Of course there should be no impasse. The Legislature should follow a court order, upholding a checks-and-balances precedent that was established at the dawn of this nation.
In the landmark Montoy school finance case, settled in the last decade, the court indicated that if the Legislature did not follow its order to boost appropriations, the court would halt school funding, Levy said.
The threat was successful. Funding was increased. The court dismissed the case.
Now there is another school finance lawsuit before the court. But much has changed since Montoy:
• The composition of the seven-member court is different. Three new justices have joined the court. They could bring a different perspective to the pending case, Gannon vs. State of Kansas.
• The election in 2010 of Republican Gov. Sam Brownback, a staunch ultraconservative, who declared in his State of the State address in January that the Legislature, not the courts, has constitutional authority to fund education. Many Kansans heard a ring of rebellion in that pronouncement.
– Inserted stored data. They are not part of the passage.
//! Deploy command - resolve, render and trigger

use console::style;
use designate_core::DeploymentArgs;
use designate_engine::{Engine, designate};
use designate_spinnaker::{DispatchMode, Dispatcher};

use crate::RegistryArgs;
use crate::error::Result;

pub async fn run(
    registry_args: &RegistryArgs,
    name: &str,
    args: DeploymentArgs,
    mode: DispatchMode,
) -> Result<()> {
    println!(
        "{} Designating deployment of {} ({}) on {} environment",
        style("→").blue(),
        style(name).cyan(),
        args.version,
        args.environment
    );
    println!(
        "  Using {} chart, deployment method is {}",
        args.chart, args.pipeline
    );

    let registry = super::load_registry(registry_args).await?;
    let app = registry.find_app(name)?;

    let engine = Engine::default();
    let deployment = designate(&engine, app, &args, &registry)?;
    println!(
        "  {} Matched environment {} ({})",
        style("✓").green(),
        deployment.environment.name,
        deployment.environment.domain
    );
    println!("  {} Matched template {}", style("✓").green(), app.template_ref);
    println!("  {} Rendered values", style("✓").green());

    let dispatcher = Dispatcher::new(mode)?;
    println!(
        "{} Going to deploy on {} now",
        style("→").blue(),
        deployment.environment.name
    );
    let status = dispatcher.start(&deployment).await?;
    println!(
        "  {} Triggered Spinnaker {} {}/{}: {}",
        style("✓").green(),
        dispatcher.mode(),
        app.name,
        args.pipeline,
        status
    );

    println!();
    println!("{} Done!", style("✓").green().bold());
    Ok(())
}
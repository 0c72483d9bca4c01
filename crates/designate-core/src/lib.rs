//! Designate Core - registry entries and deployment resolution
//!
//! This crate provides the foundational types used throughout Designate:
//! - `Entry`: A classified registry document (app, template or environment)
//! - `Registry`: Entries partitioned by kind, in discovery order
//! - `Deployment`: A resolved app/environment pair with its rendered values
//! - `RenderContext`: What a values template can see

pub mod entry;
pub mod registry;
pub mod deployment;
pub mod context;
pub mod error;

pub use entry::{Application, Entry, EntryKind, Environment, Tags, Template, DISCRIMINATOR};
pub use registry::{RawDocument, Registry};
pub use deployment::{Deployment, DeploymentArgs, resolve_environment, resolve_template};
pub use context::{AppInfo, EnvironmentInfo, RenderContext};
pub use error::{CoreError, Result};
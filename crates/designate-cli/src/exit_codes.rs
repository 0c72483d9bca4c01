//! Standard exit codes for CLI operations
//!
//! Each error kind gets its own code so pipelines can branch on the failure.
//! `2` is left to clap for usage errors.

#![allow(dead_code)]

/// Success - deployment triggered or registry valid
pub const SUCCESS: i32 = 0;

/// General error - unspecified failure
pub const ERROR: i32 = 1;

/// GitHub error - registry could not be fetched
pub const GITHUB_ERROR: i32 = 3;

/// Entry error - a registry document is malformed
pub const ENTRY_ERROR: i32 = 4;

/// Template error - values rendering failed
pub const TEMPLATE_ERROR: i32 = 5;

/// Spinnaker error - trigger failed
pub const SPINNAKER_ERROR: i32 = 6;

/// App entry not found
pub const APP_NOT_FOUND: i32 = 7;

/// Template entry not found
pub const TEMPLATE_NOT_FOUND: i32 = 8;

/// No environment matched
pub const ENVIRONMENT_NOT_FOUND: i32 = 9;
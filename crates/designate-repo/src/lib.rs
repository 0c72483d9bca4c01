//! Designate Registry Sources
//!
//! This crate fetches the raw documents of a registry:
//!
//! - **GitHub**: walks a branch through the contents API
//! - **Local**: walks a checked out registry directory
//!
//! and provides the credentials used against GitHub:
//!
//! - **Static token**: personal access or CI token
//! - **GitHub App**: signed JWT exchanged for an installation token
//!
//! ## Example
//!
//! ```rust,no_run
//! use designate_repo::{GithubClient, GithubSource, RegistrySource, StaticToken};
//!
//! # async fn example() -> Result<(), Box<dyn std::error::Error>> {
//! let source = GithubSource::new(
//!     GithubClient::public()?,
//!     "acme/registry".parse()?,
//!     "main",
//!     Box::new(StaticToken::new("ghp_...")),
//! );
//! let documents = source.documents().await?;
//! # Ok(())
//! # }
//! ```

pub mod error;
pub mod github;
pub mod credentials;
pub mod source;

// Re-exports for convenience
pub use error::{RepoError, Result};
pub use github::{ContentItem, ContentType, GithubClient, RepoName, DEFAULT_API_URL};
pub use credentials::{AppClaims, CredentialProvider, GithubApp, StaticToken};
pub use source::{GithubSource, LocalSource, RegistrySource, is_registry_file};
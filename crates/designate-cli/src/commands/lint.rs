//! Lint command - check that the registry classifies

use console::style;
use designate_core::{EntryKind, Registry};
use std::collections::HashSet;

use crate::RegistryArgs;
use crate::error::Result;

pub async fn run(args: &RegistryArgs) -> Result<()> {
    println!("{} Linting registry entries...", style("→").blue());
    let registry = super::load_registry(args).await?;

    let duplicates = duplicate_names(&registry);
    for (kind, name) in &duplicates {
        println!(
            "  {} duplicate {} entry '{}', only the first one is ever used",
            style("⚠").yellow(),
            kind,
            name
        );
    }

    println!();
    if duplicates.is_empty() {
        println!("{} Registry is valid", style("✓").green().bold());
    } else {
        println!(
            "{} Registry is valid ({} warning(s))",
            style("✓").green().bold(),
            duplicates.len()
        );
    }

    Ok(())
}

/// Names seen more than once within a kind, in discovery order
fn duplicate_names(registry: &Registry) -> Vec<(EntryKind, String)> {
    let names = [
        (EntryKind::App, registry.apps().iter().map(|a| a.name.as_str()).collect::<Vec<_>>()),
        (
            EntryKind::Template,
            registry.templates().iter().map(|t| t.name.as_str()).collect(),
        ),
        (
            EntryKind::Environment,
            registry.environments().iter().map(|e| e.name.as_str()).collect(),
        ),
    ];

    let mut duplicates = Vec::new();
    for (kind, names) in names {
        let mut seen = HashSet::new();
        let mut reported = HashSet::new();
        for name in names {
            if !seen.insert(name) && reported.insert(name) {
                duplicates.push((kind, name.to_string()));
            }
        }
    }
    duplicates
}
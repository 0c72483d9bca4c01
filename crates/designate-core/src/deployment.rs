//! Deployment requests and entry resolution

use serde::{Deserialize, Serialize};

use crate::entry::{format_tags, Application, Environment, Template};
use crate::error::{CoreError, Result};

/// Arguments of one deployment, as given by the operator.
///
/// Serializes to the flat `{version, environment, pipeline, chart}` mapping
/// used both as the `deployment` template context and as trigger parameters.
#[derive(Debug, Clone, PartialEq, Eq, Serialize, Deserialize)]
pub struct DeploymentArgs {
    pub version: String,

    /// Requested logical environment
    pub environment: String,

    /// Pipeline (or webhook) to trigger
    pub pipeline: String,

    pub chart: String,
}

impl DeploymentArgs {
    pub fn new(
        version: impl Into<String>,
        environment: impl Into<String>,
        pipeline: impl Into<String>,
        chart: impl Into<String>,
    ) -> Self {
        Self {
            version: version.into(),
            environment: environment.into(),
            pipeline: pipeline.into(),
            chart: chart.into(),
        }
    }
}

/// A resolved deployment, ready to be triggered
#[derive(Debug, Clone)]
pub struct Deployment<'a> {
    pub app: &'a Application,
    pub args: &'a DeploymentArgs,
    pub environment: &'a Environment,

    /// Rendered values document
    pub values: String,
}

impl<'a> Deployment<'a> {
    pub fn new(
        app: &'a Application,
        args: &'a DeploymentArgs,
        environment: &'a Environment,
        values: String,
    ) -> Self {
        Self {
            app,
            args,
            environment,
            values,
        }
    }
}

/// First environment, in the given order, whose tags match the app and whose
/// logical name is `requested`.
pub fn resolve_environment<'e>(
    app: &Application,
    requested: &str,
    environments: &'e [Environment],
) -> Result<&'e Environment> {
    environments
        .iter()
        .filter(|environment| environment.matches(app))
        .find(|environment| environment.environment_name == requested)
        .ok_or_else(|| CoreError::EnvironmentNotFound {
            details: format!("{}, {}", requested, format_tags(&app.tags)),
        })
}

/// First template, in the given order, named by the app's template reference
pub fn resolve_template<'t>(app: &Application, templates: &'t [Template]) -> Result<&'t Template> {
    templates
        .iter()
        .find(|template| template.name == app.template_ref)
        .ok_or_else(|| CoreError::TemplateNotFound {
            name: app.template_ref.clone(),
        })
}
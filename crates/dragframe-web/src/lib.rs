#![forbid(unsafe_code)]

//! `dragframe-web` binds the `dragframe-core` state machines to the DOM.
//!
//! JS exports (wasm32 only):
//! - `startDrag(element, event)`: call from a pointer-down handler; the
//!   element follows the pointer until release.
//! - `enclose(content, frameWidth, frameHeight, contentX?, contentY?)`: wrap
//!   `content` in a clipping frame that pans on wheel, or resizes with Alt.
//!
//! The DOM glue only reads geometry and applies what the core returns. Style
//! formatting lives in [`style`] so it can be tested natively.

pub mod style;

#[cfg(target_arch = "wasm32")]
mod dom;
#[cfg(target_arch = "wasm32")]
mod drag;
#[cfg(target_arch = "wasm32")]
mod enclosure;

#[cfg(target_arch = "wasm32")]
pub use drag::start_drag;
#[cfg(target_arch = "wasm32")]
pub use enclosure::{EnclosureBinding, enclose};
• The Legislature fell under control of GOP ultraconservatives in the 2012 election. There has been talk among them about refusing to abide a funding edict.
Further, an issue was injected into the current case that the court had not been asked to consider in previous school finance litigation.
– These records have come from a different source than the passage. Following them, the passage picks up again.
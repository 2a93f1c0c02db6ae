#![forbid(unsafe_code)]

//! Geometric primitives in CSS pixels.

use core::ops::{Add, Sub};

use serde::{Deserialize, Serialize};

/// A position in CSS pixels.
///
/// Which space (client or document) a point lives in is decided by the call
/// site; [`ScrollOffset`] converts between the two.
#[derive(Debug, Clone, Copy, PartialEq, Default, Serialize, Deserialize)]
pub struct Point {
    pub x: f64,
    pub y: f64,
}

impl Point {
    /// Origin `(0, 0)`.
    pub const ZERO: Self = Self::new(0.0, 0.0);

    #[inline]
    #[must_use]
    pub const fn new(x: f64, y: f64) -> Self {
        Self { x, y }
    }
}

impl Add for Point {
    type Output = Self;

    #[inline]
    fn add(self, rhs: Self) -> Self {
        Self::new(self.x + rhs.x, self.y + rhs.y)
    }
}

impl Sub for Point {
    type Output = Self;

    #[inline]
    fn sub(self, rhs: Self) -> Self {
        Self::new(self.x - rhs.x, self.y - rhs.y)
    }
}

/// Page scroll position (`pageXOffset` / `pageYOffset`).
#[derive(Debug, Clone, Copy, PartialEq, Default, Serialize, Deserialize)]
pub struct ScrollOffset {
    pub x: f64,
    pub y: f64,
}

impl ScrollOffset {
    #[inline]
    #[must_use]
    pub const fn new(x: f64, y: f64) -> Self {
        Self { x, y }
    }

    /// Convert a client-space point into document space.
    #[inline]
    #[must_use]
    pub fn to_document(self, client: Point) -> Point {
        Point::new(client.x + self.x, client.y + self.y)
    }
}

/// Rendered box size in CSS pixels.
#[derive(Debug, Clone, Copy, PartialEq, Default, Serialize, Deserialize)]
pub struct Size {
    pub width: f64,
    pub height: f64,
}

impl Size {
    #[inline]
    #[must_use]
    pub const fn new(width: f64, height: f64) -> Self {
        Self { width, height }
    }

    /// True if either extent is zero (or negative).
    #[inline]
    #[must_use]
    pub fn is_empty(&self) -> bool {
        self.width <= 0.0 || self.height <= 0.0
    }
}

/// Format a pixel length the way CSS expects it (`"12px"`, `"-30.5px"`).
#[must_use]
pub fn px(value: f64) -> String {
    format!("{value}px")
}
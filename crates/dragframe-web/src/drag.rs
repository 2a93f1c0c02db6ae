//! `startDrag`: move an absolutely positioned element with the pointer.

use std::cell::RefCell;
use std::rc::Rc;

use dragframe_core::drag::ListenerCommand;
use dragframe_core::DragController;
use tracing::{debug, warn};
use wasm_bindgen::prelude::*;
use web_sys::{Document, HtmlElement, MouseEvent, Window};

use crate::dom::{
    apply_disposition, client_point, document, install_panic_hook, scroll_offset, set_styles,
    window,
};
use crate::style::{DRAG_MOVE_EVENT, DRAG_RELEASE_EVENT, position_declarations};

type PointerHandler = Closure<dyn FnMut(MouseEvent)>;

/// Capturing document listeners for one drag.
struct DragListeners {
    document: Document,
    on_move: PointerHandler,
    on_release: PointerHandler,
}

impl DragListeners {
    fn attach(&self) -> Result<(), JsValue> {
        self.document.add_event_listener_with_callback_and_bool(
            DRAG_MOVE_EVENT,
            self.on_move.as_ref().unchecked_ref(),
            true,
        )?;
        if let Err(err) = self.document.add_event_listener_with_callback_and_bool(
            DRAG_RELEASE_EVENT,
            self.on_release.as_ref().unchecked_ref(),
            true,
        ) {
            self.remove(DRAG_MOVE_EVENT, &self.on_move);
            return Err(err);
        }
        Ok(())
    }

    /// Release listener first, then move.
    fn detach(&self) {
        self.remove(DRAG_RELEASE_EVENT, &self.on_release);
        self.remove(DRAG_MOVE_EVENT, &self.on_move);
    }

    fn remove(&self, event_type: &str, handler: &PointerHandler) {
        if let Err(err) = self.document.remove_event_listener_with_callback_and_bool(
            event_type,
            handler.as_ref().unchecked_ref(),
            true,
        ) {
            warn!(target: "dragframe::drag", event_type, ?err, "failed to remove drag listener");
        }
    }
}

/// Start dragging `element` from the pointer-down `event`.
///
/// `element` must be absolutely positioned; its `style.left` / `style.top`
/// are rewritten on every pointer move until the pointer is released. The
/// initiating event is stopped and its default action prevented.
#[wasm_bindgen(js_name = startDrag)]
pub fn start_drag(element: &HtmlElement, event: &MouseEvent) -> Result<(), JsValue> {
    install_panic_hook();
    let window = window()?;
    let document = document(&window)?;

    let controller = Rc::new(RefCell::new(DragController::new()));
    let origin = dragframe_core::Point::new(
        f64::from(element.offset_left()),
        f64::from(element.offset_top()),
    );
    let scroll = scroll_offset(&window)?;
    let dispatch = controller
        .borrow_mut()
        .pointer_down(origin, client_point(event), scroll);

    if dispatch.listener_command == Some(ListenerCommand::Attach) {
        let slot: Rc<RefCell<Option<DragListeners>>> = Rc::new(RefCell::new(None));
        let listeners = DragListeners {
            document,
            on_move: move_handler(Rc::clone(&controller), element.clone(), window),
            on_release: release_handler(controller, Rc::clone(&slot)),
        };
        listeners.attach()?;
        *slot.borrow_mut() = Some(listeners);
    }

    apply_disposition(event, dispatch.disposition);
    Ok(())
}

fn move_handler(
    controller: Rc<RefCell<DragController>>,
    element: HtmlElement,
    window: Window,
) -> PointerHandler {
    Closure::new(move |event: MouseEvent| {
        let scroll = match scroll_offset(&window) {
            Ok(scroll) => scroll,
            Err(err) => {
                warn!(target: "dragframe::drag", ?err, "page scroll offset unavailable");
                return;
            }
        };
        let dispatch = controller
            .borrow_mut()
            .pointer_move(client_point(&event), scroll);
        if let Some(position) = dispatch.position {
            let declarations = position_declarations(position);
            let result = set_styles(
                &element,
                declarations.iter().map(|(property, value)| (*property, value.as_str())),
            );
            if let Err(err) = result {
                warn!(target: "dragframe::drag", ?err, "failed to move element");
            }
        }
        apply_disposition(&event, dispatch.disposition);
    })
}

fn release_handler(
    controller: Rc<RefCell<DragController>>,
    slot: Rc<RefCell<Option<DragListeners>>>,
) -> PointerHandler {
    Closure::new(move |event: MouseEvent| {
        let dispatch = controller.borrow_mut().pointer_up();
        if dispatch.listener_command == Some(ListenerCommand::Detach) {
            let listeners = slot.borrow_mut().take();
            if let Some(listeners) = listeners {
                listeners.detach();
                debug!(target: "dragframe::drag", "drag listeners detached");
                // wasm-bindgen defers freeing this running closure until it returns.
                drop(listeners);
            }
        }
        apply_disposition(&event, dispatch.disposition);
    })
}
The issue is “standing,’’ a legal term meaning litigants must have a stake in a lawsuit, such as suffering alleged harm. The state used standing as part of its defense.
The standing issue was affirmed in October during oral arguments by Stephen McAllister, state solicitor general and a well-respected constitutional expert at the KU law school. No evidence was introduced to show the student plaintiffs had been harmed, he said, nor did school districts have legal standing to bring suit.
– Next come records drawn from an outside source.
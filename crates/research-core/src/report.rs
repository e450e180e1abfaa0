use chrono::{DateTime, NaiveDate, Utc};
use serde::{Deserialize, Serialize};

use crate::RenderSurface;

/// One plotted value; `None` leaves a gap in the line
#[derive(Debug, Clone, Copy, PartialEq, Serialize, Deserialize)]
pub struct ChartPoint {
    pub date: NaiveDate,
    pub value: Option<f64>,
}

impl ChartPoint {
    pub fn new(date: NaiveDate, value: Option<f64>) -> Self {
        Self { date, value }
    }
}

#[derive(Debug, Clone, Copy, PartialEq, Eq, Serialize, Deserialize)]
pub enum SeriesKind {
    Line,
    /// Line drawn with a marker at every point
    MarkedLine,
    BuyMarkers,
    SellMarkers,
}

#[derive(Debug, Clone, PartialEq, Serialize, Deserialize)]
pub struct ChartSeries {
    pub label: String,
    pub kind: SeriesKind,
    pub points: Vec<ChartPoint>,
}

impl ChartSeries {
    pub fn new(label: impl Into<String>, kind: SeriesKind, points: Vec<ChartPoint>) -> Self {
        Self {
            label: label.into(),
            kind,
            points,
        }
    }

    /// Last point that carries a value
    pub fn last_defined(&self) -> Option<ChartPoint> {
        self.points.iter().rev().find(|p| p.value.is_some()).copied()
    }

    /// Number of points that carry a value
    pub fn defined_len(&self) -> usize {
        self.points.iter().filter(|p| p.value.is_some()).count()
    }
}

/// A titled chart with its explanatory text
#[derive(Debug, Clone, PartialEq, Serialize, Deserialize)]
pub struct ReportPanel {
    pub title: String,
    pub y_label: String,
    pub series: Vec<ChartSeries>,
    pub captions: Vec<String>,
}

impl ReportPanel {
    pub fn new(title: impl Into<String>, y_label: impl Into<String>) -> Self {
        Self {
            title: title.into(),
            y_label: y_label.into(),
            series: Vec::new(),
            captions: Vec::new(),
        }
    }

    pub fn with_series(mut self, series: ChartSeries) -> Self {
        self.series.push(series);
        self
    }

    pub fn with_caption(mut self, caption: impl Into<String>) -> Self {
        self.captions.push(caption.into());
        self
    }

    pub fn series_named(&self, label: &str) -> Option<&ChartSeries> {
        self.series.iter().find(|s| s.label == label)
    }
}

/// A highlighted header followed by zero or more panels
#[derive(Debug, Clone, PartialEq, Serialize, Deserialize)]
pub struct ReportSection {
    pub header: String,
    pub panels: Vec<ReportPanel>,
}

impl ReportSection {
    pub fn new(header: impl Into<String>) -> Self {
        Self {
            header: header.into(),
            panels: Vec::new(),
        }
    }

    pub fn with_panel(mut self, panel: ReportPanel) -> Self {
        self.panels.push(panel);
        self
    }
}

/// The complete page for one symbol
#[derive(Debug, Clone, Serialize, Deserialize)]
pub struct ResearchReport {
    pub title: String,
    pub symbol: String,
    pub generated_at: DateTime<Utc>,
    pub sections: Vec<ReportSection>,
}

impl ResearchReport {
    pub fn section(&self, header: &str) -> Option<&ReportSection> {
        self.sections.iter().find(|s| s.header == header)
    }

    /// Walk the report in page order, handing each part to the surface
    pub fn render_to(&self, surface: &mut dyn RenderSurface) -> std::io::Result<()> {
        surface.title(&self.title)?;
        for section in &self.sections {
            surface.header(&section.header)?;
            for panel in &section.panels {
                surface.panel(panel)?;
            }
        }
        surface.finish()
    }
}

#[cfg(test)]
mod tests {
    use super::*;

    fn day(d: u32) -> NaiveDate {
        NaiveDate::from_ymd_opt(2024, 1, d).unwrap()
    }

    #[derive(Default)]
    struct RecordingSurface {
        calls: Vec<String>,
    }

    impl RenderSurface for RecordingSurface {
        fn title(&mut self, title: &str) -> std::io::Result<()> {
            self.calls.push(format!("title:{}", title));
            Ok(())
        }

        fn header(&mut self, header: &str) -> std::io::Result<()> {
            self.calls.push(format!("header:{}", header));
            Ok(())
        }

        fn panel(&mut self, panel: &ReportPanel) -> std::io::Result<()> {
            self.calls.push(format!("panel:{}", panel.title));
            Ok(())
        }

        fn finish(&mut self) -> std::io::Result<()> {
            self.calls.push("finish".to_string());
            Ok(())
        }
    }

    #[test]
    fn test_last_defined_skips_gaps() {
        let series = ChartSeries::new(
            "MA",
            SeriesKind::Line,
            vec![
                ChartPoint::new(day(1), None),
                ChartPoint::new(day(2), Some(1.5)),
                ChartPoint::new(day(3), None),
            ],
        );

        assert_eq!(series.last_defined(), Some(ChartPoint::new(day(2), Some(1.5))));
        assert_eq!(series.defined_len(), 1);
    }

    #[test]
    fn test_render_to_visits_in_page_order() {
        let report = ResearchReport {
            title: "Equity Research".to_string(),
            symbol: "AMZN".to_string(),
            generated_at: Utc::now(),
            sections: vec![
                ReportSection::new("Stock - AMZN"),
                ReportSection::new("Financial Ratios")
                    .with_panel(ReportPanel::new("Price to Book Ratio", "P/B Ratio"))
                    .with_panel(ReportPanel::new("Price to Sales Ratio", "P/S Ratio")),
            ],
        };

        let mut surface = RecordingSurface::default();
        report.render_to(&mut surface).unwrap();

        assert_eq!(
            surface.calls,
            vec![
                "title:Equity Research",
                "header:Stock - AMZN",
                "header:Financial Ratios",
                "panel:Price to Book Ratio",
                "panel:Price to Sales Ratio",
                "finish",
            ]
        );
    }
}
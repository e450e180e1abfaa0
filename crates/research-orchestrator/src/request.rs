use chrono::{Duration, NaiveDate};
use research_core::{is_valid_symbol, ResearchError};
use serde::{Deserialize, Serialize};

/// Price history covers the last two years unless a range is given
pub const DEFAULT_LOOKBACK_DAYS: i64 = 2 * 365;

/// One user-initiated report run
#[derive(Debug, Clone, PartialEq, Serialize, Deserialize)]
pub struct ResearchRequest {
    pub symbol: String,
    pub short_window: usize,
    pub long_window: usize,
    pub start: NaiveDate,
    pub end: NaiveDate,
}

impl ResearchRequest {
    pub fn new(symbol: &str, short_window: usize, long_window: usize, today: NaiveDate) -> Self {
        Self {
            symbol: symbol.trim().to_uppercase(),
            short_window,
            long_window,
            start: today - Duration::days(DEFAULT_LOOKBACK_DAYS),
            end: today,
        }
    }

    pub fn with_range(mut self, start: NaiveDate, end: NaiveDate) -> Self {
        self.start = start;
        self.end = end;
        self
    }

    /// Rejects a short window that is not strictly shorter than the long one,
    /// since swapping them would silently invert buy and sell.
    pub fn validate(&self) -> Result<(), ResearchError> {
        if self.symbol.is_empty() {
            return Err(ResearchError::InvalidData("symbol must not be empty".to_string()));
        }
        if !is_valid_symbol(&self.symbol) {
            return Err(ResearchError::InvalidData(format!(
                "symbol {:?} may only contain letters, digits, '.' and '-'",
                self.symbol
            )));
        }
        if self.short_window == 0 || self.long_window == 0 {
            return Err(ResearchError::InvalidWindow(format!(
                "windows must be at least 1 (short {}, long {})",
                self.short_window, self.long_window
            )));
        }
        if self.short_window >= self.long_window {
            return Err(ResearchError::InvalidWindow(format!(
                "short window ({}) must be smaller than long window ({})",
                self.short_window, self.long_window
            )));
        }
        if self.start > self.end {
            return Err(ResearchError::InvalidData(format!(
                "start date {} is after end date {}",
                self.start, self.end
            )));
        }
        Ok(())
    }
}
I asked John Robb, one of the plaintiffs’ lawyers, for his reaction in an email interview. Standing was raised, he asserted, in an attempt to divert the court’s attention from the state’s loss on the merits.
“Children and school districts have been bringing these cases in Kansas courts for almost 50 years,” he said. “Standing was never as issue for the state until now. These (school) boards have constitutional status. These boards have been suing the state when the state fails to follow the constitutional mandate to suitably fund the schools since at least 1972.”
Will the court be swayed by the issue of standing or other defense arguments? Hard to say. Certainly standing generated questions by some justices during oral arguments.
The long-feared constitutional crisis might be avoided, or at least delayed, if the court were to side with the state’s appeal and not order more funding.
Still, lack of a mandate to increase spending would not bode well for the children of Kansas. They have been shortchanged far too long.